> **YOUR OBJECTIVE**: Check each line of the listing for the string "DateTime". Copy those where it appears.

> **INPUT DATA**:
┌──
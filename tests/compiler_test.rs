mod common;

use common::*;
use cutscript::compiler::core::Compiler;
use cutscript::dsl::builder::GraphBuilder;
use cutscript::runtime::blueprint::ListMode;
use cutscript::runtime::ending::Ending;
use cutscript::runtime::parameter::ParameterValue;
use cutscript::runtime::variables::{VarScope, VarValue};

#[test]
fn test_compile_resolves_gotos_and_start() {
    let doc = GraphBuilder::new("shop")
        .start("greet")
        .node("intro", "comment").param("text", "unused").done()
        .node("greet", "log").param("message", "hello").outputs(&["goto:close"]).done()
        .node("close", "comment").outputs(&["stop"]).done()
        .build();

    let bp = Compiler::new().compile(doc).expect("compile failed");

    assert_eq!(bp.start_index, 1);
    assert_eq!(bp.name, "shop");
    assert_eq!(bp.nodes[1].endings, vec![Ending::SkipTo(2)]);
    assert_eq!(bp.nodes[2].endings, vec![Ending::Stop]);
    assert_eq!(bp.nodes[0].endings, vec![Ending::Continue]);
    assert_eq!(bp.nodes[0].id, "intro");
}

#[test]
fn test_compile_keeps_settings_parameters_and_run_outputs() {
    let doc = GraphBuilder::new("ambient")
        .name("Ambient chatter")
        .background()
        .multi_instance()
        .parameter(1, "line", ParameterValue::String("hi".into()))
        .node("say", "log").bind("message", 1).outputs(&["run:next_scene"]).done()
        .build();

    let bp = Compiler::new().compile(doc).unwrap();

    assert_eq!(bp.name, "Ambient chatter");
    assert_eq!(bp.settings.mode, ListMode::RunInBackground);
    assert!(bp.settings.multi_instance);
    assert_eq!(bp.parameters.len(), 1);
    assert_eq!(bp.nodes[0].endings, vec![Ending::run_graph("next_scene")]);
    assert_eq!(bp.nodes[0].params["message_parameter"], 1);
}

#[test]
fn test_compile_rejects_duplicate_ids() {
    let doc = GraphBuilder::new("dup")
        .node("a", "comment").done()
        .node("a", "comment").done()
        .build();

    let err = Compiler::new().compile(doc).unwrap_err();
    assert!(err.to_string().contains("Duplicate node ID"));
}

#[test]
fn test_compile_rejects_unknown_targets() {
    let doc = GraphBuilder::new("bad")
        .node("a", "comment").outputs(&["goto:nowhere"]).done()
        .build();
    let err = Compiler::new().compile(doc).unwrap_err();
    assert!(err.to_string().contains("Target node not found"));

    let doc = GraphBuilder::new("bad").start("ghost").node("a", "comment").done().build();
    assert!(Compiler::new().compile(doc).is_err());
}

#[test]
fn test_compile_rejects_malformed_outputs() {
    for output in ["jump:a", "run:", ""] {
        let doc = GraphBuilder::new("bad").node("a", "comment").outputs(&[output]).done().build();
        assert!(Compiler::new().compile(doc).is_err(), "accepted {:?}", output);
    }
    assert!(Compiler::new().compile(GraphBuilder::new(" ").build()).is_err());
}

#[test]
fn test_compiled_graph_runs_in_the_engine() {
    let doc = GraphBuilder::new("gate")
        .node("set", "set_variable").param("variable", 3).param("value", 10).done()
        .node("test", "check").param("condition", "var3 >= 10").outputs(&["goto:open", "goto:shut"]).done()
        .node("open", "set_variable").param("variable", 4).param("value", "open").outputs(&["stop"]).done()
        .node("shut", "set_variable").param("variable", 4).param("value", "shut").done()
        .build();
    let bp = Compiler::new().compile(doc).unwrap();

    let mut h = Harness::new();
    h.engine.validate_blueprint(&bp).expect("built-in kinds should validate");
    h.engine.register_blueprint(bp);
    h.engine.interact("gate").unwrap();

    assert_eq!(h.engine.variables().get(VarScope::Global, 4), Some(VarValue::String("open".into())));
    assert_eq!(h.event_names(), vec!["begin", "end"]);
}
└──
┌──
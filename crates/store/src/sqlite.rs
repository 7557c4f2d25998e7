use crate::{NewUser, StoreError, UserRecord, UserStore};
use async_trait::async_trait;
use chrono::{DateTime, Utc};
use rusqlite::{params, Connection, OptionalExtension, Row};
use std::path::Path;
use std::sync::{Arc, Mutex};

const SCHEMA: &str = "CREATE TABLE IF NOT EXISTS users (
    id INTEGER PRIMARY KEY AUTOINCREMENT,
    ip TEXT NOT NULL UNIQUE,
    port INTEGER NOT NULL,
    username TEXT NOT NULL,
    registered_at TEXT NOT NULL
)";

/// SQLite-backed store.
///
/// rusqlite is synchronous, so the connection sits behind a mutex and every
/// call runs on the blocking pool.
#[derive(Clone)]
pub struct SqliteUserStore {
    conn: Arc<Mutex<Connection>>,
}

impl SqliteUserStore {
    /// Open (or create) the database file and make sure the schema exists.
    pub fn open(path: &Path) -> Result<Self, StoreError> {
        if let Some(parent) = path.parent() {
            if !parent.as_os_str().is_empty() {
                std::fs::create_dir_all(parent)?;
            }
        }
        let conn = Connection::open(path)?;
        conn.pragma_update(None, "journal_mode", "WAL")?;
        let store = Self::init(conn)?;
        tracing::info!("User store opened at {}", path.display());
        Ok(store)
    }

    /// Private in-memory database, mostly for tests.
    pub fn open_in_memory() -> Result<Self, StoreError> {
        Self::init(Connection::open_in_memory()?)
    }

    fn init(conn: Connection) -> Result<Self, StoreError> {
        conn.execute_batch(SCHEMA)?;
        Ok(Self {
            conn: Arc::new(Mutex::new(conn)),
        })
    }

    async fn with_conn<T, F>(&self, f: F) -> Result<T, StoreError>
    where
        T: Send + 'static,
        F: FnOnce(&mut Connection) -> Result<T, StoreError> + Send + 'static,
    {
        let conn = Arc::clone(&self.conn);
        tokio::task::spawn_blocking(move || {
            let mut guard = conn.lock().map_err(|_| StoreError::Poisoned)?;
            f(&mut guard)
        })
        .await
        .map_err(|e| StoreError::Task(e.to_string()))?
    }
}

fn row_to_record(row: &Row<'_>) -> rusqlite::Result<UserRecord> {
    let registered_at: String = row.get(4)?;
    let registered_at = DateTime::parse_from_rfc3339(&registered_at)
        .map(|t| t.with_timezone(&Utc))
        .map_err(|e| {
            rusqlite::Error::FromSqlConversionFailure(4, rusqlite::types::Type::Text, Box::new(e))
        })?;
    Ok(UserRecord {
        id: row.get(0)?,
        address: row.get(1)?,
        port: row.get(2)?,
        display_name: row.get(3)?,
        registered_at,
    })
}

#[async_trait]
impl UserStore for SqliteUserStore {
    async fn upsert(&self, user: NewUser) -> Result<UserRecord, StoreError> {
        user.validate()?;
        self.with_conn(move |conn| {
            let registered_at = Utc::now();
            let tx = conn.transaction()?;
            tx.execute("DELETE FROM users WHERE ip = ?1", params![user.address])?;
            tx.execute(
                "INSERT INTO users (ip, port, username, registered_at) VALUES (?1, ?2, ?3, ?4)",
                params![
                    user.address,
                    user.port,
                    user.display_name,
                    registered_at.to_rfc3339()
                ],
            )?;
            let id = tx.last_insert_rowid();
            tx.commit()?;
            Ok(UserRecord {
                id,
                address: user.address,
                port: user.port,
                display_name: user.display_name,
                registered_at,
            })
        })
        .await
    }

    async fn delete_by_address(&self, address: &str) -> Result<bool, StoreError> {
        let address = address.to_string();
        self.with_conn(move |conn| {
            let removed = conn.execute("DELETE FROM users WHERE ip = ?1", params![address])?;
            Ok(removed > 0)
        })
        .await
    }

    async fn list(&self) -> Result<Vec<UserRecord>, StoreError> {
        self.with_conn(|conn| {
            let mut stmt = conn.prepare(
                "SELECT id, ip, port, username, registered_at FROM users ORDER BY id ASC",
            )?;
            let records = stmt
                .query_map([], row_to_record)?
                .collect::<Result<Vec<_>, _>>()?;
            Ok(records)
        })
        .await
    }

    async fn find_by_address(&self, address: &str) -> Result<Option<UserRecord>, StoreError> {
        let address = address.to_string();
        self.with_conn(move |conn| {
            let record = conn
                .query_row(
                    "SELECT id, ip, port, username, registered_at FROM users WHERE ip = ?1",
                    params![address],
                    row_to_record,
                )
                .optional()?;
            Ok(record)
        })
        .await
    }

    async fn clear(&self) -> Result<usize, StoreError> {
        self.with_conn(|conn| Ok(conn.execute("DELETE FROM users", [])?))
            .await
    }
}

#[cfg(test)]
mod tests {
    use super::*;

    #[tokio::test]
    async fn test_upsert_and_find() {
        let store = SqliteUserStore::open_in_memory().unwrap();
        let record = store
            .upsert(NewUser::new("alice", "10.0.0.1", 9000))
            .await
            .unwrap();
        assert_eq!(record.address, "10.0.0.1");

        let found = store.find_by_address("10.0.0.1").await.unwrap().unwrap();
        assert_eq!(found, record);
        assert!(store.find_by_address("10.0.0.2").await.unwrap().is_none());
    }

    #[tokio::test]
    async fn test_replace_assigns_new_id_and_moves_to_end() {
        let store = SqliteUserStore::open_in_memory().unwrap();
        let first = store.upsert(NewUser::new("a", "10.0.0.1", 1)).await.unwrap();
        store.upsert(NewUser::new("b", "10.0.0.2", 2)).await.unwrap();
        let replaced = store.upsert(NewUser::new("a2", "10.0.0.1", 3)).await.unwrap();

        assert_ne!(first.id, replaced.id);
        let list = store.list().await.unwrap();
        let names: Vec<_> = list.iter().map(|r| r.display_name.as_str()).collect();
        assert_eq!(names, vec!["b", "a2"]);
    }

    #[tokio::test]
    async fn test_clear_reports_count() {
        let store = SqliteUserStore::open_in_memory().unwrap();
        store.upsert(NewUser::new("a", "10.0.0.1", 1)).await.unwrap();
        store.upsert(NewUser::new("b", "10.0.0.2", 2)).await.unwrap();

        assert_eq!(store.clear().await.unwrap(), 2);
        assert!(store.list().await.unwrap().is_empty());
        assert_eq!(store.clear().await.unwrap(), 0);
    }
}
└──
┌──
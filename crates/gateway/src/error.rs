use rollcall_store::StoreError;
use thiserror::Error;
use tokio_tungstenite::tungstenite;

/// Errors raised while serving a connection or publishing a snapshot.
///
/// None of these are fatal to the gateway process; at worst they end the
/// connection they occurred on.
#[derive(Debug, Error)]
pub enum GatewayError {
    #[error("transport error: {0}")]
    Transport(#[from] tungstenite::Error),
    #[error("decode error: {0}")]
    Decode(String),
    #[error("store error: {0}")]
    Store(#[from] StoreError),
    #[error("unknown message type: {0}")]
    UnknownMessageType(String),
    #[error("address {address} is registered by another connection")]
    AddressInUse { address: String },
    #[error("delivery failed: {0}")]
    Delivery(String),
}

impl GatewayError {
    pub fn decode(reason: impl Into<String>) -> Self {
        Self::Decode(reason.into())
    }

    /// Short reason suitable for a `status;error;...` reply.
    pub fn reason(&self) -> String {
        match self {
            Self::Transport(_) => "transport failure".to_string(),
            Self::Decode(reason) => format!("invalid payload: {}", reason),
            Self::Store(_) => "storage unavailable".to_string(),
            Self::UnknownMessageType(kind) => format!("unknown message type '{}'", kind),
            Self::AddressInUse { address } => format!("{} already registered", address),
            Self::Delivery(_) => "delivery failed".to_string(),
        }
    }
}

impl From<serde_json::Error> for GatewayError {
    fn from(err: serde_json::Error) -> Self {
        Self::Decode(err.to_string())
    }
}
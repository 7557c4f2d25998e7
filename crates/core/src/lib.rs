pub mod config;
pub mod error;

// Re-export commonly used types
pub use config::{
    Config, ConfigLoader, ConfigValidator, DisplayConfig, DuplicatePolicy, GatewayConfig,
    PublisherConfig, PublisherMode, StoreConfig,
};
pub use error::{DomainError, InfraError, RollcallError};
└──
> **RESULT**:
use chrono::{DateTime, Utc};
    let registered_at = DateTime::parse_from_rfc3339(&registered_at)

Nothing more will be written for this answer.